Posted on Friday, February 10 2006 - 12:27 AM - Students
The Dartmouth experience means something different to every Dartmouth student and alumnus, but a common thread for the last four decades has been the First-Year Seminar Program. Begun in 1965, the program was designed to provide a powerful launch for entering students, fueled by the College's focus on the liberal arts. Across the disciplines, the seminars provide an emphasis on strong writing skills and independent research. They immerse students just entering the College in the scholarly process, bringing them into close contact with senior faculty members in small class settings that foster rich discussion.
Almost every department offers a first-year seminar each year during at least one term. Faculty members design and teach these courses in their individual areas of scholarly interest. Tom Cormen, chair of the Writing Program and professor of computer science, oversees the First-Year Seminar Program. Cormen and the Writing Program team work to make sure that each course places enough emphasis on independent research and writing (students are expected to write at least 6,000 words over the term). He also confers with the faculty Committee on Instruction — the group that sets policy on academic requirements — to determine whether seminars fulfill a particular distribution credit.
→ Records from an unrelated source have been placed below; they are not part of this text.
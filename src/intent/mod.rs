//! Goal lifecycle and spec import (spec.md §4.7): one YAML file per goal.

pub mod types;

use crate::error::{Error, Result};
use crate::ids;
use crate::journal::{JournalStore, NewDecision};
use crate::store::lock::ExclusiveLock;
use crate::store::{fs as storefs, Paths};
pub use types::{
    CriterionStatus, Goal, GoalOutcome, GoalSource, GoalStatus, ImportedPlanDecision, ImportedSpec,
    ImportedUserStory, Lifecycle, NewGoal, OutcomeStatus, Phase, Priority, SuccessCriterion,
};

pub struct IntentStore {
    paths: Paths,
}

impl IntentStore {
    pub fn new(paths: Paths) -> Self {
        Self { paths }
    }

    fn read(&self, id: &str) -> Result<Goal> {
        let path = self.paths.goal_file(id);
        if !path.exists() {
            return Err(Error::NotFound { kind: "goal", id: id.to_string() });
        }
        let text = std::fs::read_to_string(&path)?;
        Ok(serde_yaml::from_str(&text)?)
    }

    fn write(&self, goal: &Goal) -> Result<()> {
        let _lock = ExclusiveLock::acquire(&self.paths.goal_file(&goal.id))?;
        storefs::atomic_write_yaml(&self.paths.goal_file(&goal.id), goal)
    }

    pub fn create(&self, input: NewGoal) -> Result<Goal> {
        let goal = Goal {
            id: ids::goal_id(),
            name: input.name,
            description: input.description,
            status: GoalStatus::Draft,
            priority: input.priority,
            deadline: input.deadline,
            success_criteria: Vec::new(),
            depends_on: Vec::new(),
            projects: input.projects,
            tags: input.tags,
            source: None,
            lifecycle: Lifecycle::default(),
            outcome: None,
            schema_version: 1,
        };
        self.write(&goal)?;
        tracing::debug!(id = %goal.id, "created goal");
        Ok(goal)
    }

    pub fn get(&self, id: &str) -> Result<Goal> {
        self.read(id)
    }

    pub fn list(&self) -> Result<Vec<Goal>> {
        let dir = self.paths.goals_dir();
        if !dir.exists() {
            return Ok(Vec::new());
        }
        let mut out = Vec::new();
        for entry in std::fs::read_dir(&dir)? {
            let entry = entry?;
            if entry.path().extension().map(|e| e == "yaml").unwrap_or(false) {
                let text = std::fs::read_to_string(entry.path())?;
                out.push(serde_yaml::from_str(&text)?);
            }
        }
        Ok(out)
    }

    pub fn set_status(&self, id: &str, status: GoalStatus) -> Result<Goal> {
        let mut goal = self.read(id)?;
        goal.status = status;
        self.write(&goal)?;
        Ok(goal)
    }

    /// Binds a goal to a session; if still in `specify`/`plan`, advances
    /// `lifecycle.phase` to `implement` (spec.md §4.7).
    pub fn assign(&self, id: &str, session_id: &str) -> Result<Goal> {
        let mut goal = self.read(id)?;
        goal.lifecycle.assigned_session = Some(session_id.to_string());
        goal.lifecycle.assigned_at = Some(ids::now());
        if matches!(goal.lifecycle.phase, Phase::Specify | Phase::Plan) {
            goal.lifecycle.phase = Phase::Implement;
        }
        self.write(&goal)?;
        Ok(goal)
    }

    /// Advances `lifecycle.phase` one step forward.
    pub fn progress(&self, id: &str) -> Result<Goal> {
        let mut goal = self.read(id)?;
        goal.lifecycle.phase = match goal.lifecycle.phase {
            Phase::Specify => Phase::Plan,
            Phase::Plan => Phase::Tasks,
            Phase::Tasks => Phase::Implement,
            Phase::Implement => Phase::Complete,
            Phase::Complete => Phase::Complete,
        };
        self.write(&goal)?;
        Ok(goal)
    }

    /// Stamps `outcome`, maps it onto `status`, writes a summarizing
    /// journal decision, and clears the goal's session binding.
    pub fn complete(&self, id: &str, outcome: OutcomeStatus, notes: &str, journal: &JournalStore) -> Result<Goal> {
        let mut goal = self.read(id)?;
        let session_id = goal.lifecycle.assigned_session.clone();

        let decision = journal.record(
            NewDecision {
                decision: format!("Goal {} outcome: {:?} — {}", goal.name, outcome, notes),
                rationale: notes.to_string(),
                tags: vec!["spec-outcome".to_string(), format!("spec:{id}")],
                session_id: session_id.clone(),
                ..Default::default()
            },
            true,
        )?;

        goal.status = match outcome {
            OutcomeStatus::Completed => GoalStatus::Completed,
            OutcomeStatus::Failed => GoalStatus::Blocked,
            OutcomeStatus::Abandoned => GoalStatus::Cancelled,
        };
        goal.outcome = Some(GoalOutcome {
            status: outcome,
            completed_at: ids::now(),
            session_id,
            journal_entry: Some(decision.id),
        });
        goal.lifecycle.assigned_session = None;
        self.write(&goal)?;
        tracing::info!(id = %goal.id, outcome = ?outcome, "goal completed");
        Ok(goal)
    }

    /// Maps an externally-parsed spec into a goal plus tagged journal plan
    /// decisions. The only entry point this crate owns for spec import
    /// (spec.md §1, §4.7) — `ImportedSpec` itself is produced by an
    /// out-of-scope markdown parser.
    pub fn import(&self, spec: ImportedSpec, journal: &JournalStore) -> Result<Goal> {
        let success_criteria = spec
            .user_stories
            .iter()
            .enumerate()
            .map(|(i, story)| SuccessCriterion {
                id: format!("sc-{}", i + 1),
                description: story.description.clone(),
                priority: Priority::Medium,
                status: CriterionStatus::Pending,
                acceptance: story.acceptance_criteria.clone(),
            })
            .collect();

        let mut goal = Goal {
            id: ids::goal_id(),
            name: spec.title.clone(),
            description: String::new(),
            status: GoalStatus::Draft,
            priority: Priority::Medium,
            deadline: None,
            success_criteria,
            depends_on: Vec::new(),
            projects: Vec::new(),
            tags: Vec::new(),
            source: Some(GoalSource {
                source_type: "spec_import".to_string(),
                path: spec.path.clone(),
                branch: spec.branch.clone(),
                imported_at: ids::now(),
            }),
            lifecycle: Lifecycle::default(),
            outcome: None,
            schema_version: 1,
        };

        for plan_decision in &spec.plan_decisions {
            let decision = journal.record(
                NewDecision {
                    decision: plan_decision.decision.clone(),
                    rationale: plan_decision.rationale.clone(),
                    tags: vec![format!("spec:{}", goal.id), "plan-decision".to_string()],
                    ..Default::default()
                },
                true,
            )?;
            goal.lifecycle.plan_decisions.push(decision.id);
        }

        self.write(&goal)?;
        tracing::info!(id = %goal.id, "imported goal from spec");
        Ok(goal)
    }
}

#[cfg(test)]
mod tests {
    use super::*;
    use tempfile::TempDir;

    fn stores(dir: &TempDir) -> (IntentStore, JournalStore) {
        (IntentStore::new(Paths::new(dir.path())), JournalStore::new(Paths::new(dir.path()), 0.70, 0.30))
    }

    #[test]
    fn create_then_get_round_trips() {
        let dir = TempDir::new().unwrap();
        let (intent, _journal) = stores(&dir);
        let goal = intent.create(NewGoal { name: "Ship Lore".into(), ..Default::default() }).unwrap();
        let fetched = intent.get(&goal.id).unwrap();
        assert_eq!(fetched.status, GoalStatus::Draft);
    }

    #[test]
    fn assign_advances_phase_from_specify_to_implement() {
        let dir = TempDir::new().unwrap();
        let (intent, _journal) = stores(&dir);
        let goal = intent.create(NewGoal { name: "Ship Lore".into(), ..Default::default() }).unwrap();
        let assigned = intent.assign(&goal.id, "session-1").unwrap();
        assert_eq!(assigned.lifecycle.phase, Phase::Implement);
        assert_eq!(assigned.lifecycle.assigned_session, Some("session-1".to_string()));
    }

    #[test]
    fn complete_writes_outcome_and_journal_entry() {
        let dir = TempDir::new().unwrap();
        let (intent, journal) = stores(&dir);
        let goal = intent.create(NewGoal { name: "Ship Lore".into(), ..Default::default() }).unwrap();
        let completed = intent.complete(&goal.id, OutcomeStatus::Completed, "shipped", &journal).unwrap();
        assert_eq!(completed.status, GoalStatus::Completed);
        assert!(completed.outcome.is_some());
        assert_eq!(journal.list(&crate::journal::ListFilter::default()).unwrap().len(), 1);
    }

    #[test]
    fn import_creates_goal_and_tagged_plan_decisions() {
        let dir = TempDir::new().unwrap();
        let (intent, journal) = stores(&dir);
        let spec = ImportedSpec {
            title: "Lore".into(),
            path: "specs/lore.md".into(),
            branch: Some("main".into()),
            user_stories: vec![ImportedUserStory { description: "record decisions".into(), acceptance_criteria: vec!["dedup works".into()] }],
            plan_decisions: vec![ImportedPlanDecision { decision: "Use JSONL".into(), rationale: "simple".into() }],
        };
        let goal = intent.import(spec, &journal).unwrap();
        assert_eq!(goal.success_criteria.len(), 1);
        assert_eq!(goal.lifecycle.plan_decisions.len(), 1);
        let decisions = journal.list(&crate::journal::ListFilter::default()).unwrap();
        assert!(decisions[0].tags.contains(&format!("spec:{}", goal.id)));
    }
}
//! Dedup/contradiction guard (spec.md §4.2, §4.5). The dedup half is
//! inlined at each store's write path (`JournalStore::record`,
//! `PatternStore::capture`) since it is a pre-write rejection specific to
//! each store's own records; this module holds the part that is
//! genuinely shared across stores — the Jaccard threshold check itself,
//! reused by tests and callers that want to pre-flight a write — and the
//! cross-store contradiction scan, which needs both the journal and the
//! graph.

use crate::error::Result;
use crate::graph::{GraphStore, NodeType, Relation};
use crate::journal::{Decision, DecisionStatus, JournalStore};
use crate::text;

/// `true` if `candidate` is a near-duplicate of `existing` at `threshold`.
pub fn is_duplicate(existing: &str, candidate: &str, threshold: f64) -> bool {
    text::jaccard(existing, candidate) >= threshold
}

#[derive(Debug, Clone)]
pub struct ContradictionHit {
    pub decision_id: String,
    pub other_id: String,
    pub shared_entities: Vec<String>,
    pub similarity: f64,
}

/// Advisory-only: a candidate pair with `>=2` shared entities but
/// similarity below `threshold` reads as two decisions about the same
/// things that disagree. Never blocks a write; when both decisions are
/// already graph nodes, records a bidirectional `contradicts` edge.
pub fn contradiction_scan(journal: &JournalStore, graph: &GraphStore, decision: &Decision, threshold: f64) -> Result<Vec<ContradictionHit>> {
    let mut hits = Vec::new();
    let candidates = journal.list(&crate::journal::ListFilter::default())?;
    for other in &candidates {
        if other.id == decision.id || other.status == DecisionStatus::Retracted {
            continue;
        }
        let shared: Vec<String> = decision.entities.iter().filter(|e| other.entities.contains(e)).cloned().collect();
        if shared.len() < 2 {
            continue;
        }
        let similarity = text::jaccard(&decision.decision, &other.decision);
        if similarity >= threshold {
            continue;
        }
        tracing::warn!(a = %decision.id, b = %other.id, shared = shared.len(), "possible contradiction");

        if let (Ok(Some(a_node)), Ok(Some(b_node))) = (graph.find_by_name(&decision.decision), graph.find_by_name(&other.decision)) {
            let _ = graph.add_edge(&a_node.id, &b_node.id, Relation::Contradicts, 1.0, true, None);
        }

        hits.push(ContradictionHit { decision_id: decision.id.clone(), other_id: other.id.clone(), shared_entities: shared, similarity });
    }
    Ok(hits)
}

/// Ensures both decisions exist as `decision-*` graph nodes before a
/// contradiction edge is recorded between them; used when the decisions
/// predate `GraphStore::sync`.
pub fn ensure_decision_node(graph: &GraphStore, decision: &Decision) -> Result<()> {
    let mut data = std::collections::HashMap::new();
    data.insert("journal_id".to_string(), serde_json::Value::String(decision.id.clone()));
    graph.add(NodeType::Decision, &decision.decision, data)?;
    Ok(())
}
Professor of History Rich Kremer's first-year seminar, Reading Artifacts: The Material Culture of Science, uses Dartmouth's extensive collection of historic scientific instruments to familiarize students with how science has been taught over the last two centuries. “With few exceptions, these instruments are indigenous to Dartmouth,” explains Kremer, who recently published a book on the collection, titled Study, Measure, Experiment: Stories of Scientific Instruments at Dartmouth. “They were used by faculty members to conduct research in what was then the field of natural philosophy, and to display for students the phenomena of the natural world.” He says that the seminars, most of which are limited to an enrollment of 16 students, hold first-years to a high standard of scholarship. “I run this class at a very high level and include a lot of reading. The students are more than willing to do the work.”
Steven Swayne, associate professor of music, shared an appreciation for the personal contact that the seminars afford. “Beyond the tools I hoped to give my students as writers and scholars, we developed a sense of mutual respect and trust that, if not unique to the first-year seminars, is a welcomed aspect of the intense experience we shared together,” he says.